If a line in the following entries holds the string "headers", include it in the tally. State the total and nothing further.

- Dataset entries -
*** Begin section ***

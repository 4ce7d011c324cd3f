//! End-to-end tests for the forwarding proxy
//!
//! A mock provider serves the token endpoint and a data endpoint that
//! only accepts the refreshed access token, so every test that reaches
//! it exercises the expiry-refresh-retry path.

use std::collections::HashMap;
use std::sync::Arc;
use std::sync::atomic::{AtomicUsize, Ordering};

use axum::extract::{Form, State};
use axum::http::{HeaderMap, StatusCode};
use axum::response::Html;
use axum::routing::{get, post};
use axum::{Json, Router};
use pretty_assertions::assert_eq;
use serde_json::{Value, json};

use oauth_relay::config::{Config, ProviderConfig};
use oauth_relay::oauth::{
    Credential, CredentialManager, MemoryTokenStore, ProviderClient, SessionKey, TokenStore,
};
use oauth_relay::relay::NotificationRelay;
use oauth_relay::server::{AppState, create_router};

#[derive(Default)]
struct MockCounters {
    token_requests: AtomicUsize,
    data_requests: AtomicUsize,
}

struct MockProvider {
    base: String,
    counters: Arc<MockCounters>,
}

impl MockProvider {
    fn token_requests(&self) -> usize {
        self.counters.token_requests.load(Ordering::SeqCst)
    }

    fn data_requests(&self) -> usize {
        self.counters.data_requests.load(Ordering::SeqCst)
    }
}

async fn spawn_mock_provider() -> MockProvider {
    let listener = tokio::net::TcpListener::bind("127.0.0.1:0").await.unwrap();
    let base = format!("http://{}", listener.local_addr().unwrap());
    let counters = Arc::new(MockCounters::default());

    let router = Router::new()
        .route("/token", post(mock_token_handler))
        .route("/data", get(mock_data_handler))
        .route("/error", get(mock_error_handler))
        .route("/page", get(mock_page_handler))
        .route("/plain-denial", get(mock_plain_denial_handler))
        .with_state(Arc::clone(&counters));

    tokio::spawn(async move {
        axum::serve(listener, router).await.unwrap();
    });

    MockProvider { base, counters }
}

async fn mock_token_handler(
    State(counters): State<Arc<MockCounters>>,
    Form(params): Form<HashMap<String, String>>,
) -> (StatusCode, Json<Value>) {
    counters.token_requests.fetch_add(1, Ordering::SeqCst);

    let grant_type = params.get("grant_type").map(String::as_str);
    let refresh_token = params.get("refresh_token").map(String::as_str);

    if grant_type == Some("refresh_token") && refresh_token == Some("RT1") {
        // No instance_url here: the relay must keep the stored one
        (
            StatusCode::OK,
            Json(json!({"access_token": "AT2", "refresh_token": "RT2"})),
        )
    } else {
        (
            StatusCode::BAD_REQUEST,
            Json(json!({
                "error": "invalid_grant",
                "error_description": "refresh token revoked",
            })),
        )
    }
}

async fn mock_data_handler(
    State(counters): State<Arc<MockCounters>>,
    headers: HeaderMap,
) -> (StatusCode, Json<Value>) {
    counters.data_requests.fetch_add(1, Ordering::SeqCst);

    let authorization = headers
        .get("authorization")
        .and_then(|v| v.to_str().ok())
        .unwrap_or("");

    if authorization == "Bearer AT2" {
        (StatusCode::OK, Json(json!({"records": [{"name": "Acme"}]})))
    } else {
        (
            StatusCode::UNAUTHORIZED,
            Json(json!([{
                "message": "Session expired or invalid",
                "errorCode": "INVALID_SESSION_ID",
            }])),
        )
    }
}

async fn mock_error_handler() -> (StatusCode, Json<Value>) {
    (
        StatusCode::INTERNAL_SERVER_ERROR,
        Json(json!({"message": "boom"})),
    )
}

/// A success response whose body is not JSON
async fn mock_page_handler() -> Html<&'static str> {
    Html("<!DOCTYPE html><html><body>Sign in to continue</body></html>")
}

/// A 401 whose body does not carry the expiry marker
async fn mock_plain_denial_handler() -> (StatusCode, Json<Value>) {
    (StatusCode::UNAUTHORIZED, Json(json!({"message": "nope"})))
}

struct TestApp {
    base: String,
    store: Arc<MemoryTokenStore>,
    http: reqwest::Client,
}

impl TestApp {
    fn seed(&self, token: &str, credential: Credential) -> SessionKey {
        let session = SessionKey::from(token);
        self.store.set(&session, credential).unwrap();
        session
    }

    async fn query(&self, target: &str, bearer: Option<&str>) -> reqwest::Response {
        let mut request = self.http.get(format!("{}/api/query?q={target}", self.base));
        if let Some(token) = bearer {
            request = request.bearer_auth(token);
        }
        request.send().await.unwrap()
    }
}

fn relay_config(mock_base: &str) -> Config {
    Config {
        provider: ProviderConfig {
            authorize_url: format!("{mock_base}/authorize"),
            token_url: format!("{mock_base}/token"),
            client_id: "relay-client".to_string(),
            client_secret: "shh".to_string(),
            redirect_uri: "http://127.0.0.1/oauth/callback".to_string(),
            api_version: "v60.0".to_string(),
            ..ProviderConfig::default()
        },
        ..Config::default()
    }
}

fn credential(access_token: &str, refresh_token: Option<&str>, instance: &str) -> Credential {
    Credential {
        access_token: access_token.to_string(),
        refresh_token: refresh_token.map(ToString::to_string),
        instance_url: instance.to_string(),
        api_version: "v60.0".to_string(),
    }
}

async fn spawn_app(config: Config) -> TestApp {
    let http = reqwest::Client::new();
    let store = Arc::new(MemoryTokenStore::new());
    let relay = Arc::new(NotificationRelay::new());
    let provider = Arc::new(ProviderClient::new(config.provider.clone(), http.clone()));
    let manager = Arc::new(CredentialManager::new(store.clone(), provider.clone()));

    let state = Arc::new(AppState {
        config,
        store: store.clone(),
        relay,
        manager,
        provider,
        http: http.clone(),
    });

    let listener = tokio::net::TcpListener::bind("127.0.0.1:0").await.unwrap();
    let base = format!("http://{}", listener.local_addr().unwrap());
    let router = create_router(state);

    tokio::spawn(async move {
        axum::serve(listener, router).await.unwrap();
    });

    TestApp { base, store, http }
}

async fn error_code(response: reqwest::Response) -> String {
    let body: Value = response.json().await.unwrap();
    body["error"]["code"].as_str().unwrap().to_string()
}

#[tokio::test]
async fn test_expired_token_is_refreshed_and_retried_once() {
    let mock = spawn_mock_provider().await;
    let app = spawn_app(relay_config(&mock.base)).await;
    let session = app.seed("sess_seeded", credential("AT1", Some("RT1"), &mock.base));

    let response = app
        .query(&format!("{}/data", mock.base), Some("sess_seeded"))
        .await;

    assert_eq!(response.status(), reqwest::StatusCode::OK);
    let body: Value = response.json().await.unwrap();
    assert_eq!(body["records"][0]["name"], "Acme");

    // One refresh, two upstream attempts
    assert_eq!(mock.token_requests(), 1);
    assert_eq!(mock.data_requests(), 2);

    // The stored credential was replaced, instance_url carried forward
    let stored = app.store.get(&session).unwrap();
    assert_eq!(stored.access_token, "AT2");
    assert_eq!(stored.refresh_token.as_deref(), Some("RT2"));
    assert_eq!(stored.instance_url, mock.base);

    // The next call goes straight through with the refreshed token
    let again = app
        .query(&format!("{}/data", mock.base), Some("sess_seeded"))
        .await;
    assert_eq!(again.status(), reqwest::StatusCode::OK);
    assert_eq!(mock.token_requests(), 1);
    assert_eq!(mock.data_requests(), 3);
}

#[tokio::test]
async fn test_revoked_refresh_token_clears_the_session() {
    let mock = spawn_mock_provider().await;
    let app = spawn_app(relay_config(&mock.base)).await;
    let session = app.seed("sess_seeded", credential("AT1", Some("WRONG"), &mock.base));

    let response = app
        .query(&format!("{}/data", mock.base), Some("sess_seeded"))
        .await;

    assert_eq!(response.status(), reqwest::StatusCode::FORBIDDEN);
    assert_eq!(error_code(response).await, "authorization_required");
    assert_eq!(mock.token_requests(), 1);
    assert_eq!(mock.data_requests(), 1);
    assert_eq!(app.store.get(&session), None);
}

#[tokio::test]
async fn test_missing_refresh_token_clears_the_session() {
    let mock = spawn_mock_provider().await;
    let app = spawn_app(relay_config(&mock.base)).await;
    let session = app.seed("sess_seeded", credential("AT1", None, &mock.base));

    let response = app
        .query(&format!("{}/data", mock.base), Some("sess_seeded"))
        .await;

    assert_eq!(response.status(), reqwest::StatusCode::FORBIDDEN);
    assert_eq!(error_code(response).await, "authorization_required");
    // Nothing to refresh with, so the token endpoint is never called
    assert_eq!(mock.token_requests(), 0);
    assert_eq!(app.store.get(&session), None);
}

#[tokio::test]
async fn test_missing_bearer_is_unauthorized() {
    let mock = spawn_mock_provider().await;
    let app = spawn_app(relay_config(&mock.base)).await;

    let response = app.query(&format!("{}/data", mock.base), None).await;

    assert_eq!(response.status(), reqwest::StatusCode::UNAUTHORIZED);
    assert_eq!(
        response
            .headers()
            .get("www-authenticate")
            .and_then(|v| v.to_str().ok()),
        Some("Bearer")
    );
    assert_eq!(error_code(response).await, "unauthorized");
    assert_eq!(mock.data_requests(), 0);
}

#[tokio::test]
async fn test_unknown_session_requires_authorization() {
    let mock = spawn_mock_provider().await;
    let app = spawn_app(relay_config(&mock.base)).await;

    let response = app
        .query(&format!("{}/data", mock.base), Some("sess_unknown"))
        .await;

    assert_eq!(response.status(), reqwest::StatusCode::FORBIDDEN);
    assert_eq!(error_code(response).await, "authorization_required");
    assert_eq!(mock.token_requests(), 0);
    assert_eq!(mock.data_requests(), 0);
}

#[tokio::test]
async fn test_relative_target_is_rejected() {
    let mock = spawn_mock_provider().await;
    let app = spawn_app(relay_config(&mock.base)).await;
    app.seed("sess_seeded", credential("AT2", None, &mock.base));

    let response = app.query("not-a-url", Some("sess_seeded")).await;

    assert_eq!(response.status(), reqwest::StatusCode::BAD_REQUEST);
    assert_eq!(error_code(response).await, "invalid_target");
}

#[tokio::test]
async fn test_missing_target_is_rejected() {
    let mock = spawn_mock_provider().await;
    let app = spawn_app(relay_config(&mock.base)).await;
    app.seed("sess_seeded", credential("AT2", None, &mock.base));

    let response = app
        .http
        .get(format!("{}/api/query", app.base))
        .bearer_auth("sess_seeded")
        .send()
        .await
        .unwrap();

    assert_eq!(response.status(), reqwest::StatusCode::BAD_REQUEST);
    assert_eq!(error_code(response).await, "invalid_target");
}

#[tokio::test]
async fn test_cross_instance_target_is_rejected() {
    let mock = spawn_mock_provider().await;
    let app = spawn_app(relay_config(&mock.base)).await;
    app.seed(
        "sess_seeded",
        credential("AT2", None, "https://na1.example.com"),
    );

    let response = app
        .query(&format!("{}/data", mock.base), Some("sess_seeded"))
        .await;

    assert_eq!(response.status(), reqwest::StatusCode::BAD_REQUEST);
    assert_eq!(error_code(response).await, "invalid_target");
    assert_eq!(mock.data_requests(), 0);
}

#[tokio::test]
async fn test_instance_restriction_can_be_disabled() {
    let mock = spawn_mock_provider().await;
    let mut config = relay_config(&mock.base);
    config.proxy.restrict_to_instance = false;
    let app = spawn_app(config).await;
    app.seed(
        "sess_seeded",
        credential("AT2", None, "https://na1.example.com"),
    );

    let response = app
        .query(&format!("{}/data", mock.base), Some("sess_seeded"))
        .await;

    assert_eq!(response.status(), reqwest::StatusCode::OK);
    assert_eq!(mock.data_requests(), 1);
}

#[tokio::test]
async fn test_upstream_failure_maps_to_bad_gateway() {
    let mock = spawn_mock_provider().await;
    let app = spawn_app(relay_config(&mock.base)).await;
    app.seed("sess_seeded", credential("AT2", None, &mock.base));

    let response = app
        .query(&format!("{}/error", mock.base), Some("sess_seeded"))
        .await;

    assert_eq!(response.status(), reqwest::StatusCode::BAD_GATEWAY);
    assert_eq!(error_code(response).await, "provider_rejected");
    assert_eq!(mock.token_requests(), 0);
}

#[tokio::test]
async fn test_non_json_success_body_is_an_upstream_format_error() {
    let mock = spawn_mock_provider().await;
    let app = spawn_app(relay_config(&mock.base)).await;
    app.seed("sess_seeded", credential("AT2", Some("RT1"), &mock.base));

    let response = app
        .query(&format!("{}/page", mock.base), Some("sess_seeded"))
        .await;

    assert_eq!(response.status(), reqwest::StatusCode::BAD_GATEWAY);
    assert_eq!(error_code(response).await, "upstream_format");

    // A readable 200 is not an expiry, so no refresh was attempted
    assert_eq!(mock.token_requests(), 0);
}

#[tokio::test]
async fn test_denial_without_expiry_marker_is_not_refreshed() {
    let mock = spawn_mock_provider().await;
    let app = spawn_app(relay_config(&mock.base)).await;
    let session = app.seed("sess_seeded", credential("AT1", Some("RT1"), &mock.base));

    let response = app
        .query(&format!("{}/plain-denial", mock.base), Some("sess_seeded"))
        .await;

    assert_eq!(response.status(), reqwest::StatusCode::BAD_GATEWAY);
    assert_eq!(error_code(response).await, "provider_rejected");
    assert_eq!(mock.token_requests(), 0);

    // The credential survives, it was never declared stale
    assert_eq!(app.store.get(&session).unwrap().access_token, "AT1");
}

*** End section ***

- FINAL ANSWER -
3